In Arkin, the funder had financed part of the unsuccessful claimant’s costs – the cost of expert evidence – and was ordered to pay the defendants’ costs up to the amount of funding provided. For some time, the Arkin cap was thought to represent a general principle which limits a commercial funder’s adverse costs liability to the amount of funding provided to the claimant. However, that proposition has been the subject of further judicial scrutiny of late in the form of the Court of Appeal’s recent decision in Davey v Money [2020] 1 WLR 1751 which was considered in the present case, as is described below.

Decision

The court ordered that the claimants and the funder should pay the defendants’ costs subject to detailed assessment on the standard basis. The liability of each individual claimant would be several, and quantum was to be assessed in accordance with the terms of the GLO. As for the funder, its liability would be joint and several with the claimants, not secondary as the funder had contended.

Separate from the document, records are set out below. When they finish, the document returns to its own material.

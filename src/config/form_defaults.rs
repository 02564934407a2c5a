use serde::{Deserialize, Serialize};

use crate::domain::flour::DEFAULT_FLOUR;
use crate::domain::types::YeastForm;

/// 表单默认值
///
/// 来源: 内置默认值,可被配置文件覆写
#[derive(Debug, Clone, PartialEq, Serialize, Deserialize)]
pub struct FormDefaults {
    /// 单个面团球重量（克）
    pub ball_grams: f64,

    /// 默认面粉（预设名称）
    pub flour: String,

    /// 默认面团球数量
    pub ball_count: f64,

    /// 默认盐 %
    pub salt_pct: f64,

    /// 默认橄榄油 %
    pub oil_pct: f64,

    /// 默认酵母形态
    pub yeast_form: YeastForm,

    /// TK 时长（小时）/ 温度（°C）
    pub cold_hours: f64,
    pub cold_temp_c: f64,

    /// TO 时长（小时）/ 温度（°C）
    pub warm_hours: f64,
    pub warm_temp_c: f64,

    /// 严格校验（默认关闭,按表单行为自动修正）
    #[serde(default)]
    pub strict_validation: bool,
}

impl Default for FormDefaults {
    fn default() -> Self {
        Self {
            ball_grams: crate::DOUGH_BALL_GRAMS,
            flour: DEFAULT_FLOUR.to_string(),
            ball_count: 4.0,
            salt_pct: 2.8,
            oil_pct: 2.0,
            yeast_form: YeastForm::Instant,
            cold_hours: 24.0,
            cold_temp_c: 4.0,
            warm_hours: 2.0,
            warm_temp_c: 22.0,
            strict_validation: false,
        }
    }
}
// ==========================================
// 披萨面团计算器 - 引擎层
// ==========================================
// 全部引擎均为无状态纯函数,可重入,无缓存
// ==========================================

pub mod kneading;
pub mod orchestrator;
pub mod recipe;
pub mod yeast;

pub use kneading::{plan_kneading, KneadingPlanner};
pub use orchestrator::{DoughCalculator, DoughParameters, DoughReport};
pub use recipe::{resolve_recipe, RecipeResolver};
pub use yeast::{estimate_yeast_pct, YeastEstimator};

The question as to whether the funder’s liability would be limited by the Arkin cap was adjourned for further consideration. The judge cited the Court of Appeal’s decision in Davey v Money, which held that the Arkin cap is not a binding rule, but simply guidance for judges, who retain complete discretion in making non-party costs orders. Therefore, when exercising its discretion, the extent of the funder’s investment is one of a number of potential factors to be considered by the court. Another factor might be the funder’s return on its investment if the claim had been successful. However, the judge decided that he did not have enough information about the details of the funding arrangements between the claimants and the funder to exercise his discretion on whether or not the Arkin cap should apply in this case, and so the issue was adjourned.

The judge also explained his approach to making an interim costs order. The claimants and the funder were ordered to pay £17m on account of the defendants’ costs. That amount represented 50% of the defendants’ claimed incurred costs, 90% of their budgeted costs and irrecoverable VAT. The judge noted that the funder had financed the claimants’ costs of £17m together with the premiums on the excess layer insurance. Thus, he felt comfortable making the funder liable for the interim costs order of £17m even though application of the Arkin cap remained to be decided.

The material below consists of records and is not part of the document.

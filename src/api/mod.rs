// ==========================================
// 披萨面团计算器 - API 层
// ==========================================
// 职责: 表现层调用入口,负责输入边界校验与结果组装
// ==========================================

pub mod dough_api;
pub mod dto;
pub mod error;
pub mod validator;

pub use dough_api::DoughApi;
pub use dto::{DoughForm, DoughResponse, FlourOption, IngredientLine, YeastOption};
pub use error::{ApiError, ApiResult, ErrorResponse};
pub use validator::{InputValidator, NumericField, StepDirection, ValidationMode};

In addition, the claimants and the funder were ordered to pay pre-judgment interest on the defendants’ costs. The claimants had argued that no interest should be awarded. They relied on the fact that the defendants had not indicated any intention in their costs budget to claim pre-judgment interest on costs, and that a claim for interest had not been factored into the level of ATE insurance cover. Although the judge accepted that the defendants had a commercial interest in the level of ATE cover secured by the claimants in order to aid their costs recovery under the GLO, it was ultimately for the claimants to decide what risks to insure themselves against.

Comment

At a time when many expect litigation funding to play a greater role in financing all manner of claims likely to arise as a consequence of the Covid-19 pandemic, the outcome in this case is likely to attract attention among the many stakeholders in the litigation process – especially given the magnitude of the sums at stake.

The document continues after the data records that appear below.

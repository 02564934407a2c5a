// ==========================================
// 披萨面团计算器 - 配置管理器
// ==========================================
// 职责: 配置加载、查询、覆写管理
// 存储: 内存 key-value（内置默认值 + JSON 配置文件覆写）
// ==========================================

use crate::config::form_defaults::FormDefaults;
use crate::domain::flour::lookup_preset;
use crate::domain::types::YeastForm;
use serde_json::json;
use std::collections::HashMap;
use std::error::Error;
use std::path::{Path, PathBuf};
use tracing::{debug, info};

/// 配置文件路径环境变量
pub const CONFIG_PATH_ENV: &str = "PIZZA_DOUGH_CONFIG";

// ==========================================
// 配置键
// ==========================================
pub mod config_keys {
    pub const DOUGH_BALL_GRAMS: &str = "dough_ball_grams";
    pub const DEFAULT_FLOUR: &str = "default_flour";
    pub const DEFAULT_BALL_COUNT: &str = "default_ball_count";
    pub const DEFAULT_SALT_PCT: &str = "default_salt_pct";
    pub const DEFAULT_OIL_PCT: &str = "default_oil_pct";
    pub const DEFAULT_YEAST_FORM: &str = "default_yeast_form";
    pub const DEFAULT_COLD_HOURS: &str = "default_cold_hours";
    pub const DEFAULT_COLD_TEMP_C: &str = "default_cold_temp_c";
    pub const DEFAULT_WARM_HOURS: &str = "default_warm_hours";
    pub const DEFAULT_WARM_TEMP_C: &str = "default_warm_temp_c";
    pub const STRICT_VALIDATION: &str = "strict_validation";

    /// 全部已知配置键
    pub const ALL: [&str; 11] = [
        DOUGH_BALL_GRAMS,
        DEFAULT_FLOUR,
        DEFAULT_BALL_COUNT,
        DEFAULT_SALT_PCT,
        DEFAULT_OIL_PCT,
        DEFAULT_YEAST_FORM,
        DEFAULT_COLD_HOURS,
        DEFAULT_COLD_TEMP_C,
        DEFAULT_WARM_HOURS,
        DEFAULT_WARM_TEMP_C,
        STRICT_VALIDATION,
    ];
}

// ==========================================
// ConfigManager - 配置管理器
// ==========================================
#[derive(Debug, Clone)]
pub struct ConfigManager {
    values: HashMap<String, String>,
}

impl Default for ConfigManager {
    fn default() -> Self {
        Self::new()
    }
}

impl ConfigManager {
    /// 创建仅含内置默认值的配置管理器
    pub fn new() -> Self {
        let defaults = FormDefaults::default();
        let mut values = HashMap::new();

        values.insert(config_keys::DOUGH_BALL_GRAMS.to_string(), defaults.ball_grams.to_string());
        values.insert(config_keys::DEFAULT_FLOUR.to_string(), defaults.flour.clone());
        values.insert(config_keys::DEFAULT_BALL_COUNT.to_string(), defaults.ball_count.to_string());
        values.insert(config_keys::DEFAULT_SALT_PCT.to_string(), defaults.salt_pct.to_string());
        values.insert(config_keys::DEFAULT_OIL_PCT.to_string(), defaults.oil_pct.to_string());
        values.insert(config_keys::DEFAULT_YEAST_FORM.to_string(), defaults.yeast_form.to_string());
        values.insert(config_keys::DEFAULT_COLD_HOURS.to_string(), defaults.cold_hours.to_string());
        values.insert(config_keys::DEFAULT_COLD_TEMP_C.to_string(), defaults.cold_temp_c.to_string());
        values.insert(config_keys::DEFAULT_WARM_HOURS.to_string(), defaults.warm_hours.to_string());
        values.insert(config_keys::DEFAULT_WARM_TEMP_C.to_string(), defaults.warm_temp_c.to_string());
        values.insert(
            config_keys::STRICT_VALIDATION.to_string(),
            defaults.strict_validation.to_string(),
        );

        Self { values }
    }

    /// 从 JSON 配置文件创建（文件中的键覆写内置默认值）
    ///
    /// 文件格式: {"dough_ball_grams": 280, "default_flour": "Caputo Nuvola"}
    pub fn from_json_file(path: impl AsRef<Path>) -> Result<Self, Box<dyn Error>> {
        let path = path.as_ref();
        let raw = std::fs::read_to_string(path)
            .map_err(|e| format!("配置文件读取失败: {}: {}", path.display(), e))?;

        let mut manager = Self::new();
        let count = manager.overlay_json(&raw)?;
        info!(path = %path.display(), count, "已加载配置文件");

        Ok(manager)
    }

    /// 按优先级加载配置
    ///
    /// 1) 显式路径
    /// 2) 环境变量 PIZZA_DOUGH_CONFIG
    /// 3) 用户配置目录下的 config.json（存在时）
    /// 4) 内置默认值
    pub fn load(explicit_path: Option<&Path>) -> Result<Self, Box<dyn Error>> {
        if let Some(path) = explicit_path {
            return Self::from_json_file(path);
        }

        if let Ok(path) = std::env::var(CONFIG_PATH_ENV) {
            if !path.trim().is_empty() {
                return Self::from_json_file(path.trim());
            }
        }

        if let Some(path) = default_config_path() {
            if path.is_file() {
                return Self::from_json_file(path);
            }
        }

        debug!("未找到配置文件,使用内置默认值");
        Ok(Self::new())
    }

    /// 用 JSON 对象覆写配置
    ///
    /// # 返回
    /// - Ok(usize): 覆写的配置项数量
    fn overlay_json(&mut self, raw: &str) -> Result<usize, Box<dyn Error>> {
        let value: serde_json::Value = serde_json::from_str(raw)?;
        let object = value
            .as_object()
            .ok_or("配置文件格式错误: 顶层必须是 JSON 对象")?;

        let mut count = 0;
        for (key, value) in object {
            let text = match value {
                serde_json::Value::String(s) => s.clone(),
                serde_json::Value::Number(n) => n.to_string(),
                serde_json::Value::Bool(b) => b.to_string(),
                other => return Err(format!("配置项 {} 的值类型不支持: {}", key, other).into()),
            };
            if !config_keys::ALL.contains(&key.as_str()) {
                tracing::warn!(key = %key, "忽略未知配置项");
                continue;
            }
            self.values.insert(key.clone(), text);
            count += 1;
        }

        Ok(count)
    }

    /// 读取配置值
    pub fn get_global_config_value(&self, key: &str) -> Option<&str> {
        self.values.get(key).map(String::as_str)
    }

    /// 写入配置值
    pub fn set_config_value(&mut self, key: &str, value: impl Into<String>) {
        self.values.insert(key.to_string(), value.into());
    }

    /// 获取所有配置的快照（JSON格式,键有序）
    pub fn get_config_snapshot(&self) -> Result<String, Box<dyn Error>> {
        let ordered: std::collections::BTreeMap<&String, &String> = self.values.iter().collect();
        Ok(serde_json::to_string(&json!(ordered))?)
    }

    /// 从配置快照恢复配置
    ///
    /// # 返回
    /// - Ok(usize): 恢复的配置项数量
    pub fn restore_config_from_snapshot(&mut self, snapshot_json: &str) -> Result<usize, Box<dyn Error>> {
        let config_map: HashMap<String, String> = serde_json::from_str(snapshot_json)?;

        let mut count = 0;
        for (key, value) in config_map {
            self.values.insert(key, value);
            count += 1;
        }

        Ok(count)
    }

    // ===== 类型化读取 =====

    fn get_f64(&self, key: &str) -> Result<f64, Box<dyn Error>> {
        let raw = self
            .get_global_config_value(key)
            .ok_or_else(|| format!("配置项缺失: {}", key))?;
        let value = raw
            .trim()
            .replacen(',', ".", 1)
            .parse::<f64>()
            .map_err(|e| format!("配置项 {} 不是数值: {} ({})", key, raw, e))?;
        if !value.is_finite() {
            return Err(format!("配置项 {} 不是有限数值: {}", key, raw).into());
        }
        Ok(value)
    }

    fn get_non_negative(&self, key: &str) -> Result<f64, Box<dyn Error>> {
        let value = self.get_f64(key)?;
        if value < 0.0 {
            return Err(format!("配置项 {} 不能为负数: {}", key, value).into());
        }
        Ok(value)
    }

    /// 单个面团球重量（克, > 0）
    pub fn get_ball_grams(&self) -> Result<f64, Box<dyn Error>> {
        let value = self.get_f64(config_keys::DOUGH_BALL_GRAMS)?;
        if value <= 0.0 {
            return Err(format!("面团球重量必须大于 0: {}", value).into());
        }
        Ok(value)
    }

    /// 默认面粉（必须是已知预设）
    pub fn get_default_flour(&self) -> Result<String, Box<dyn Error>> {
        let name = self
            .get_global_config_value(config_keys::DEFAULT_FLOUR)
            .ok_or("配置项缺失: default_flour")?;
        Ok(lookup_preset(name)?.name.to_string())
    }

    /// 默认酵母形态
    pub fn get_default_yeast_form(&self) -> Result<YeastForm, Box<dyn Error>> {
        let raw = self
            .get_global_config_value(config_keys::DEFAULT_YEAST_FORM)
            .ok_or("配置项缺失: default_yeast_form")?;
        Ok(raw.parse::<YeastForm>()?)
    }

    /// 是否启用严格校验
    pub fn get_strict_validation(&self) -> Result<bool, Box<dyn Error>> {
        let raw = self
            .get_global_config_value(config_keys::STRICT_VALIDATION)
            .unwrap_or("false");
        Ok(matches!(
            raw.trim().to_lowercase().as_str(),
            "1" | "true" | "yes" | "y" | "on"
        ))
    }

    /// 组装表单默认值
    pub fn form_defaults(&self) -> Result<FormDefaults, Box<dyn Error>> {
        let ball_count = self.get_f64(config_keys::DEFAULT_BALL_COUNT)?;
        if ball_count < 1.0 {
            return Err(format!("默认面团球数量不能小于 1: {}", ball_count).into());
        }

        Ok(FormDefaults {
            ball_grams: self.get_ball_grams()?,
            flour: self.get_default_flour()?,
            ball_count,
            salt_pct: self.get_non_negative(config_keys::DEFAULT_SALT_PCT)?,
            oil_pct: self.get_non_negative(config_keys::DEFAULT_OIL_PCT)?,
            yeast_form: self.get_default_yeast_form()?,
            cold_hours: self.get_non_negative(config_keys::DEFAULT_COLD_HOURS)?,
            cold_temp_c: self.get_non_negative(config_keys::DEFAULT_COLD_TEMP_C)?,
            warm_hours: self.get_non_negative(config_keys::DEFAULT_WARM_HOURS)?,
            warm_temp_c: self.get_non_negative(config_keys::DEFAULT_WARM_TEMP_C)?,
            strict_validation: self.get_strict_validation()?,
        })
    }
}

/// 默认配置文件路径: <用户配置目录>/pizza-dough-calc/config.json
pub fn default_config_path() -> Option<PathBuf> {
    dirs::config_dir().map(|dir| dir.join("pizza-dough-calc").join("config.json"))
}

The result is a reminder that funders may face very substantial adverse costs liabilities (in this case, on a joint and several basis) if a funded claim is unsuccessful.

The judgment should also be noted by potential claimants in funded claims, which are often presented as “no win, no fee” recovery opportunities with no downside risks. These claims can incur very significant legal costs, and whilst ATE insurance and a deed of indemnity from the funder can be comforting, the potential claimants need to carefully consider both the level of the cover provided and also its terms. As this ruling pithily commented, “It may well be that many of the 5800 Claimants… thought that they were litigating risk-free. But most unfortunately that is not the case.